Era nata a Hove, una cittadina del sud dell’Inghilterra, sessantuno anni prima, seconda di sette figli di una famiglia poverissima. La madre faceva la donna delle pulizie, il padre era imbianchino, richiamato per la Grande Guerra, spesso disoccupato. Con una mente acuta in un corpo poco aggraziato e lungagnone, a tredici anni Margaret aveva dovuto rinunciare alla borsa di studio vinta per meriti scolastici e andare a lavorare. Cioè a fare l’unico lavoro che la sua condizione sociale le consentiva: la domestica, o meglio, la serva nelle case dei ricchi.
Ai piani bassi, il suo memoriale, caso editoriale a fine anni Sessanta, è stato recentemente pubblicato da Einaudi Stile Libero e lo si trova perfino nei centri commerciali, con una fascetta che ci ricorda che la fiction di successo Downton Abbey è ispirata a questo libro. In quarta di copertina viene perfino riprodotta la recensione del serial uscita su “La Repubblica”, come se il libro e la fiction televisiva fossero la stessa cosa (bah!). Ad ogni modo vale la pena ringraziare il successo di Downton Abbey se ha consentito di vedere pubblicata in italiano l’opera prima di Margaret Powell, a dimostrazione del fatto che un margine per i circoli virtuosi è ancora possibile perfino nel rimpallo tra tv nazionalpopolare e grande distribuzione.

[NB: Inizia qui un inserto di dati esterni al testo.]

/// A 2D grid indexed by (week, day).
///
/// `width` is the number of weeks, `height` the number of days per week.
/// Nothing wraps: a calendar has hard edges on every side.
#[derive(Clone, Debug, PartialEq)]
pub struct Tilemap<T> {
    pub width: usize,
    pub height: usize,
    data: Vec<T>,
}

impl<T: Clone + Default> Tilemap<T> {
    pub fn new(width: usize, height: usize) -> Self {
        Self {
            width,
            height,
            data: vec![T::default(); width * height],
        }
    }
}

impl<T: Clone> Tilemap<T> {
    pub fn new_with(width: usize, height: usize, value: T) -> Self {
        Self {
            width,
            height,
            data: vec![value; width * height],
        }
    }

    fn index(&self, x: usize, y: usize) -> usize {
        debug_assert!(self.in_bounds(x, y), "({}, {}) outside {}x{}", x, y, self.width, self.height);
        y * self.width + x
    }

    pub fn in_bounds(&self, x: usize, y: usize) -> bool {
        x < self.width && y < self.height
    }

    pub fn is_empty(&self) -> bool {
        self.data.is_empty()
    }

    pub fn get(&self, x: usize, y: usize) -> &T {
        &self.data[self.index(x, y)]
    }

    /// Bounds-checked lookup with signed coordinates.
    pub fn try_get(&self, x: i32, y: i32) -> Option<&T> {
        if x < 0 || y < 0 || !self.in_bounds(x as usize, y as usize) {
            return None;
        }
        Some(self.get(x as usize, y as usize))
    }

    pub fn get_mut(&mut self, x: usize, y: usize) -> &mut T {
        let idx = self.index(x, y);
        &mut self.data[idx]
    }

    pub fn set(&mut self, x: usize, y: usize, value: T) {
        let idx = self.index(x, y);
        self.data[idx] = value;
    }

    /// Get 4-connected neighbors (left, right, up, down) that lie inside the grid.
    pub fn neighbors(&self, x: usize, y: usize) -> Vec<(usize, usize)> {
        let mut result = Vec::with_capacity(4);

        if x > 0 {
            result.push((x - 1, y));
        }
        if x + 1 < self.width {
            result.push((x + 1, y));
        }
        if y > 0 {
            result.push((x, y - 1));
        }
        if y + 1 < self.height {
            result.push((x, y + 1));
        }

        result
    }

    /// Get 8-connected neighbors that lie inside the grid, in [`DIR_OFFSETS`] order.
    pub fn neighbors_8(&self, x: usize, y: usize) -> Vec<(usize, usize)> {
        DIR_OFFSETS
            .iter()
            .filter_map(|&(dx, dy)| {
                let nx = x as i32 + dx;
                let ny = y as i32 + dy;
                self.try_get(nx, ny).map(|_| (nx as usize, ny as usize))
            })
            .collect()
    }

    /// Iterate over all cells with their coordinates, row (day) major.
    pub fn iter(&self) -> impl Iterator<Item = (usize, usize, &T)> {
        let width = self.width;
        self.data.iter().enumerate().map(move |(idx, val)| {
            let x = idx % width;
            let y = idx / width;
            (x, y, val)
        })
    }

    /// Iterate mutably over all cells with their coordinates.
    pub fn iter_mut(&mut self) -> impl Iterator<Item = (usize, usize, &mut T)> {
        let width = self.width;
        self.data.iter_mut().enumerate().map(move |(idx, val)| {
            let x = idx % width;
            let y = idx / width;
            (x, y, val)
        })
    }
}

/// Direction offsets for 8-neighbor analysis (dx, dy)
/// Order: N, NE, E, SE, S, SW, W, NW
pub const DIR_OFFSETS: [(i32, i32); 8] = [
    (0, -1),
    (1, -1),
    (1, 0),
    (1, 1),
    (0, 1),
    (-1, 1),
    (-1, 0),
    (-1, -1),
];

impl Tilemap<u8> {
    /// Neighbourhood richness: mean intensity of the in-grid 8-neighbours,
    /// normalised to [0, 1].
    ///
    /// Edge and corner cells average over the neighbours they actually have,
    /// so a uniformly busy calendar is uniformly rich. A grid with a single
    /// cell has no neighbours and scores 0.
    pub fn richness(&self, x: usize, y: usize) -> f64 {
        let mut sum = 0u32;
        let mut count = 0u32;

        for (nx, ny) in self.neighbors_8(x, y) {
            sum += *self.get(nx, ny) as u32;
            count += 1;
        }

        if count == 0 {
            return 0.0;
        }
        (sum as f64 / count as f64 / 99.0).clamp(0.0, 1.0)
    }
}

#[cfg(test)]
mod tests {
    use super::*;

    #[test]
    fn test_neighbors_do_not_wrap() {
        let map: Tilemap<u8> = Tilemap::new(52, 7);
        assert_eq!(map.neighbors(0, 0), vec![(1, 0), (0, 1)]);
        assert_eq!(map.neighbors_8(0, 0).len(), 3);
        assert_eq!(map.neighbors_8(51, 6).len(), 3);
        assert_eq!(map.neighbors_8(10, 3).len(), 8);
        assert_eq!(map.neighbors_8(10, 0).len(), 5);
    }

    #[test]
    fn test_try_get_rejects_out_of_range() {
        let map = Tilemap::new_with(3, 2, 7u8);
        assert_eq!(map.try_get(-1, 0), None);
        assert_eq!(map.try_get(3, 0), None);
        assert_eq!(map.try_get(2, 1), Some(&7));
    }

    #[test]
    fn test_richness_uniform_grid_is_full_everywhere() {
        let map = Tilemap::new_with(52, 7, 99u8);
        for (x, y, _) in map.iter() {
            assert!((map.richness(x, y) - 1.0).abs() < 1e-12);
        }
    }

    #[test]
    fn test_richness_ignores_center_cell() {
        let mut map = Tilemap::new_with(3, 3, 0u8);
        map.set(1, 1, 99);
        assert_eq!(map.richness(1, 1), 0.0);
        // Corner (0,0) has 3 neighbours, one of which is 99.
        assert!((map.richness(0, 0) - 1.0 / 3.0).abs() < 1e-12);
    }

    #[test]
    fn test_single_cell_has_no_richness() {
        let map = Tilemap::new_with(1, 1, 99u8);
        assert_eq!(map.richness(0, 0), 0.0);
    }
}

Ai piani bassi è una lettura salutare, che calza come un guanto ai tempi moderni, anche se racconta la vita di una serva nelle magioni aristocratiche inglesi degli anni Venti e Trenta. La storia di Margaret, scritta in prima persona e costellata di aneddoti fulminanti, è esemplare non perché qualcuno potrebbe vederci in controluce il romanzo di formazione o perché abbia qualche insegnamento morale da offrire. Questa storia è esemplare perché racconta con un tono lieve, scanzonato ed efficacissimo il punto di vista “dal basso” della working class. Quello di un tempo antico, prima che la società subisse alcune grosse trasformazioni, ma in un certo senso quello di sempre.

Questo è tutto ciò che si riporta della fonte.